Weekend Tagging Thoughts
April 22nd, 20052 interesting posts came across my aggregator today on folksonomies. First, after a post on how “easy” it would be to implement tagging into the library catalog, Geoffrey Harder mentions that del.icio.us is working on a “bundling” tool, which brings feeds on topics in one place, or bundle. Great idea. To see what bundles look like go to
http://del.icio.us/settings/YOURUSERID/bundle
I’ll try to make some bundles next week if I get a moment (and remember to do it).
Also, remember my post on why I thought tagging your own blog posts was wrong (I had a hard time articulating why - it just seemed wrong to me). Today, I read why Scott Rafer thinks it’s wrong too:
“I’m signed up for Delicious-founder Joshua Shachter’s religion on this point. Simplified, that belief is: tagging other people’s content has value, and tagging one’s own content leads directly to spam. This idea is consistent with the reasons blogging has been so incredibly successful. One of the main applications of blogging is to comment on news stories and other people’s blogs. The primary value added by the blogger in this case is annotating someone else’s writing.”
That’s why my belly barometer went off when I saw librarians tagging their own content (trust your gut, Steven). It’s spamming the system. Sure, they may be building up their own metadata (it’s very useful in that regard), but they can do that locally on their own desktops. Leave it out of the collective knowledge base that is del.icio.us.

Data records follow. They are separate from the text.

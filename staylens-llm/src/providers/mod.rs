//! Analysis provider implementations
//!
//! HTTP clients for hosted language models, each implementing
//! [`crate::AnalysisProvider`]. Shared here: request pacing and the
//! mapping of transport failures onto [`AnalysisError`].

pub mod anthropic;
pub mod openai;

pub use anthropic::{AnthropicAnalysisProvider, AnthropicClient};
pub use openai::{OpenAIAnalysisProvider, OpenAIClient};

use staylens_core::{AnalysisError, StaylensError};
use std::sync::atomic::{AtomicU64, Ordering};
use std::sync::Arc;
use std::time::Duration;
use tokio::sync::{Semaphore, SemaphorePermit};
use tokio::time::Instant;

// ============================================================================
// RATE LIMITING
// ============================================================================

/// Caps concurrent requests and spaces them at least `60s / rpm` apart.
#[derive(Debug)]
pub struct RateLimiter {
    permits: Arc<Semaphore>,
    last_request: AtomicU64,
    min_interval_ms: u64,
    start_time: Instant,
}

impl RateLimiter {
    pub fn new(requests_per_minute: u32) -> Self {
        let rpm = requests_per_minute.max(1);
        Self {
            permits: Arc::new(Semaphore::new(rpm as usize)),
            last_request: AtomicU64::new(0),
            min_interval_ms: (60_000 / rpm as u64).max(10),
            start_time: Instant::now(),
        }
    }

    /// Minimum spacing between two requests.
    pub fn min_interval(&self) -> Duration {
        Duration::from_millis(self.min_interval_ms)
    }

    /// Wait for a permit and for the minimum interval to pass. The permit
    /// must be held for the duration of the request.
    pub async fn acquire(&self, provider: &str) -> Result<SemaphorePermit<'_>, StaylensError> {
        let permit = self
            .permits
            .acquire()
            .await
            .map_err(|e| request_failed(provider, 0, format!("Rate limiter error: {}", e)))?;

        let now_ms = self.start_time.elapsed().as_millis() as u64;
        let last_ms = self.last_request.load(Ordering::Relaxed);
        let elapsed = now_ms.saturating_sub(last_ms);

        if last_ms > 0 && elapsed < self.min_interval_ms {
            tokio::time::sleep(Duration::from_millis(self.min_interval_ms - elapsed)).await;
        }

        self.last_request
            .store(self.start_time.elapsed().as_millis().max(1) as u64, Ordering::Relaxed);
        Ok(permit)
    }
}

// ============================================================================
// ERROR HELPERS
// ============================================================================

pub(crate) fn request_failed(provider: &str, status: u16, message: impl Into<String>) -> StaylensError {
    let message = message.into();
    StaylensError::Analysis(if status == 0 {
        AnalysisError::ExternalService {
            provider: provider.to_string(),
            message,
        }
    } else {
        AnalysisError::RequestFailed {
            provider: provider.to_string(),
            status,
            message,
        }
    })
}

pub(crate) fn rate_limited(provider: &str, retry_after_ms: u64) -> StaylensError {
    StaylensError::Analysis(AnalysisError::RateLimited {
        provider: provider.to_string(),
        retry_after_ms,
    })
}

pub(crate) fn invalid_response(provider: &str, reason: impl Into<String>) -> StaylensError {
    StaylensError::Analysis(AnalysisError::MalformedResponse {
        provider: provider.to_string(),
        reason: reason.into(),
    })
}

/// Map a reqwest transport error; timeouts get their own variant.
pub(crate) fn transport_failed(provider: &str, err: reqwest::Error, timeout: Duration) -> StaylensError {
    if err.is_timeout() {
        StaylensError::Analysis(AnalysisError::Timeout {
            provider: provider.to_string(),
            timeout_ms: timeout.as_millis() as u64,
        })
    } else {
        request_failed(provider, 0, format!("HTTP request failed: {}", err))
    }
}

pub(crate) fn parse_retry_after_ms(headers: &reqwest::header::HeaderMap) -> Option<u64> {
    headers
        .get("retry-after")
        .and_then(|value| value.to_str().ok())
        .and_then(|value| value.trim().parse::<f64>().ok())
        .filter(|seconds| seconds.is_finite() && *seconds >= 0.0)
        .map(|seconds| (seconds * 1000.0) as u64)
}
#[tokio::test]
async fn test_sqlite_backend_end_to_end() {
    let dir = tempfile::tempdir().unwrap();
    let store = Arc::new(SqliteStore::open(dir.path().join("staylens.db")).unwrap());
    store.init_schema().await.unwrap();
    store
        .upsert_item(&fixtures::review(LISTING, "1", "Spotless", 5.0, 1))
        .unwrap();
    store
        .upsert_item(&fixtures::review(LISTING, "2", "Great host", 4.0, 3))
        .unwrap();

    let provider = Arc::new(ScriptedAnalysisProvider::default());
    let analyzer = InsightAnalyzer::new(provider.clone(), Duration::from_secs(5));
    let service = InsightService::new(store.clone(), store.clone(), analyzer, fixtures::insight_config());

    let first = service.get_insights(&listing(), false).await.unwrap();
    let second = service.get_insights(&listing(), false).await.unwrap();
    assert_eq!(first.analysis, second.analysis);
    assert_eq!(provider.call_count(), 1);

    store.delete_item(ItemKind::Review, "2").unwrap();
    let third = service.get_insights(&listing(), false).await.unwrap();
    assert_eq!(provider.call_count(), 2);
    assert_eq!(provider.last_ids(ItemKind::Review), vec!["1"]);
    assert_eq!(third.total_reviews_analyzed, 1);

    let stats = service.stats().await.unwrap();
    assert_eq!(stats.processed_items, 1);
    assert_eq!(stats.listing_insights, 1);
}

Tagging your own content can be equated somewhat to sending out spam e-mails of your products to thousands of people. The only difference is that the user has voluntarily signed up for the tag feed and spam e-mail is sent without permission. The point is, there is no need to pimp your own blog posts. If at least one person finds it worthy, it will be tagged. Let your blog posts speak for themselves.
That said, it is going to be very difficult to stop tag spam from overcoming del.icio.us, but there will be a solution. Whether it’s a rating system or something else, social tagging will have a spamless future….I hope.